Phase 2, The Build

Version 0.42 mid Sept. Planning. Lots of it. Still living in trailer. What do I need to have fun, not die, & fix stuff? Everything else goes. I’ve noticed it’s totally in-vogue right now to focus on how good throwing things out feels. You know what sucks? Not having something when you need it. I’m not saying you need to hoard things -> keeping stuff you never use is dumb because it prevents you from quickly locating stuff that you might actually need. But being prepared with a well organized toolbox can be very valuable when you need it. Case and point: brewing some beer: I dragged out the brewing gear and we brewed a hefeweizen in a morning. No need to purchase anything other than the ingredients.

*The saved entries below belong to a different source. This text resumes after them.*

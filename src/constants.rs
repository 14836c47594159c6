//! Constants describing the canonical digest geometry.
//!
//! All offsets refer to the canonical digest form: 32 lowercase hexadecimal
//! characters with separators removed.

/// Length of a canonical digest in characters.
pub(crate) const DIGEST_LEN: usize = 32;

/// Offset of the version nibble within a canonical digest.
pub(crate) const VERSION_NIBBLE_INDEX: usize = 12;

/// The version nibble a UUID v7 must carry.
pub(crate) const VERSION_NIBBLE: u8 = b'7';

/// Width of the embedded millisecond timestamp field in bits.
pub(crate) const TIMESTAMP_BITS: u32 = 48;

/// Right shift that moves the timestamp field of the 128-bit identifier
/// value into the low bits.
pub(crate) const TIMESTAMP_SHIFT: u32 = 128 - TIMESTAMP_BITS;

/// Largest millisecond count a UUID v7 can carry (`2^48 - 1`).
pub const MAX_TIMESTAMP_MILLIS: u64 = (1u64 << TIMESTAMP_BITS) - 1;
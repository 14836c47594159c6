//! Canonical digest handling for UUID v7 identifiers.
//!
//! Every input string is reduced to the canonical digest form (32 lowercase
//! hexadecimal characters, separators removed) and validated before anything
//! else looks at it. The timestamp accessors in [`crate::timestamp`] only
//! ever operate on identifiers that survived this pipeline.

use crate::constants::{DIGEST_LEN, VERSION_NIBBLE, VERSION_NIBBLE_INDEX};
use crate::{ExtractError, ExtractResult};
use std::{fmt, str::FromStr};

#[cfg(feature = "serde")]
use serde::{Deserialize, Deserializer, Serialize, Serializer};

/// Re-exported for convenience.
pub use ::uuid::Uuid;

/// A UUID v7 identifier whose embedded creation time can be recovered.
///
/// This wrapper type guarantees that the original input reduced to a
/// canonical digest and carried the version nibble `7`, so the contained
/// identifier encodes a well-formed 48-bit millisecond timestamp.
///
/// # Construction
///
/// [`TimestampedUuid::parse`] is the only constructor. It accepts the common
/// interchange forms of a UUID (hyphenated or not, in any case) and rejects
/// everything else. There is no way to hold a non-v7 identifier in this
/// type, so the timestamp accessors never have to re-validate.
///
/// # Ordering
///
/// Identifiers compare in byte order, which for version 7 is creation-time
/// order. Sorting a collection of `TimestampedUuid` values sorts them
/// chronologically.
///
/// # Display format
///
/// Displays as the canonical digest: 32 lowercase hex characters, no
/// hyphens.
#[derive(Clone, Debug, PartialEq, Eq, PartialOrd, Ord, Hash)]
pub struct TimestampedUuid(Uuid);

impl TimestampedUuid {
    /// Validates and parses a UUID v7 string.
    ///
    /// Normalization strips every hyphen (wherever it appears) and folds the
    /// input to lowercase. The result must then be exactly 32 hexadecimal
    /// characters with `7` at the version-nibble offset. No other characters
    /// are cleaned up; in particular, whitespace is not stripped and fails
    /// the format check.
    ///
    /// # Arguments
    ///
    /// * `input` - UUID string to validate and wrap, hyphenated or not, in
    ///   any case.
    ///
    /// # Returns
    ///
    /// Returns a validated [`TimestampedUuid`] on success.
    ///
    /// # Errors
    ///
    /// * [`ExtractError::InvalidInput`] if `input` is empty.
    /// * [`ExtractError::InvalidFormat`] if the normalized input is not
    ///   exactly 32 hex characters.
    /// * [`ExtractError::VersionMismatch`] if the version nibble is not `7`;
    ///   the error carries the nibble that was found.
    pub fn parse(input: &str) -> ExtractResult<Self> {
        if input.is_empty() {
            return Err(ExtractError::InvalidInput);
        }

        let digest = input.replace('-', "").to_ascii_lowercase();
        if !Self::is_canonical_digest(&digest) {
            return Err(ExtractError::InvalidFormat);
        }

        let version = digest.as_bytes()[VERSION_NIBBLE_INDEX];
        if version != VERSION_NIBBLE {
            return Err(ExtractError::VersionMismatch(version as char));
        }

        // SAFETY: is_canonical_digest guarantees valid hex, so parse_str will succeed
        let uuid = Uuid::parse_str(&digest).expect("canonical digest is a valid UUID");
        Ok(Self(uuid))
    }

    /// Returns true if `input` parses as a UUID v7.
    ///
    /// Shorthand for `TimestampedUuid::parse(input).is_ok()`, for callers
    /// that only need a yes/no answer.
    pub fn is_valid(input: &str) -> bool {
        Self::parse(input).is_ok()
    }

    /// Returns the identifier as a `uuid::Uuid`.
    ///
    /// The returned value is guaranteed to be a version 7 UUID since
    /// `TimestampedUuid` only contains validated identifiers.
    pub fn uuid(&self) -> Uuid {
        self.0
    }

    /// Returns true if `input` is already in canonical digest form.
    ///
    /// This is a purely syntactic check that validates:
    /// - Exactly 32 bytes long
    /// - Contains only lowercase hex characters (`0-9` and `a-f`)
    fn is_canonical_digest(input: &str) -> bool {
        input.len() == DIGEST_LEN
            && input
                .bytes()
                .all(|b| matches!(b, b'0'..=b'9' | b'a'..=b'f'))
    }
}

impl fmt::Display for TimestampedUuid {
    /// Formats the identifier as its canonical digest (32 lowercase hex
    /// characters, no hyphens).
    fn fmt(&self, f: &mut fmt::Formatter<'_>) -> fmt::Result {
        // Display in canonical (simple) form
        write!(f, "{}", self.0.simple())
    }
}

impl FromStr for TimestampedUuid {
    type Err = ExtractError;

    /// Parses a string into a `TimestampedUuid`.
    ///
    /// This is equivalent to calling [`TimestampedUuid::parse`].
    ///
    /// # Errors
    ///
    /// Returns the same errors as [`TimestampedUuid::parse`].
    fn from_str(s: &str) -> Result<Self, Self::Err> {
        TimestampedUuid::parse(s)
    }
}

#[cfg(feature = "serde")]
impl Serialize for TimestampedUuid {
    /// Serializes as the canonical digest string.
    fn serialize<S>(&self, serializer: S) -> Result<S::Ok, S::Error>
    where
        S: Serializer,
    {
        serializer.collect_str(&self.0.simple())
    }
}

#[cfg(feature = "serde")]
impl<'de> Deserialize<'de> for TimestampedUuid {
    /// Deserializes from any accepted string form through the validating
    /// parse.
    fn deserialize<D>(deserializer: D) -> Result<Self, D::Error>
    where
        D: Deserializer<'de>,
    {
        let s = String::deserialize(deserializer)?;
        TimestampedUuid::parse(&s).map_err(serde::de::Error::custom)
    }
}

So you say, keep your gear, but put it in a storage unit, why keep it in your tiny house!? Here’s why: assume 30 minute trips to storage, + effort to load unload: that brewing just went from 4 hrs to 5 hrs. That job where you need the special tool: just went from 10 mins to 1hr 10 mins. If you forget even one thing there then you’ve got another trip on your hands. I rented a storage unit for my outdoor gear and tools at my previous apartment. I could walk there in 1 minute. Even then it was still a pain and added about 5% or 10% to the time it took for me to complete almost any job. I say Never Again!

What would you do for 10% more free time?

Version 0.43 Mid Sept. Truck transmission done, no more distractions from the trailer project. I’m not a religious person but the mechanic gods were watching over me on that one haha…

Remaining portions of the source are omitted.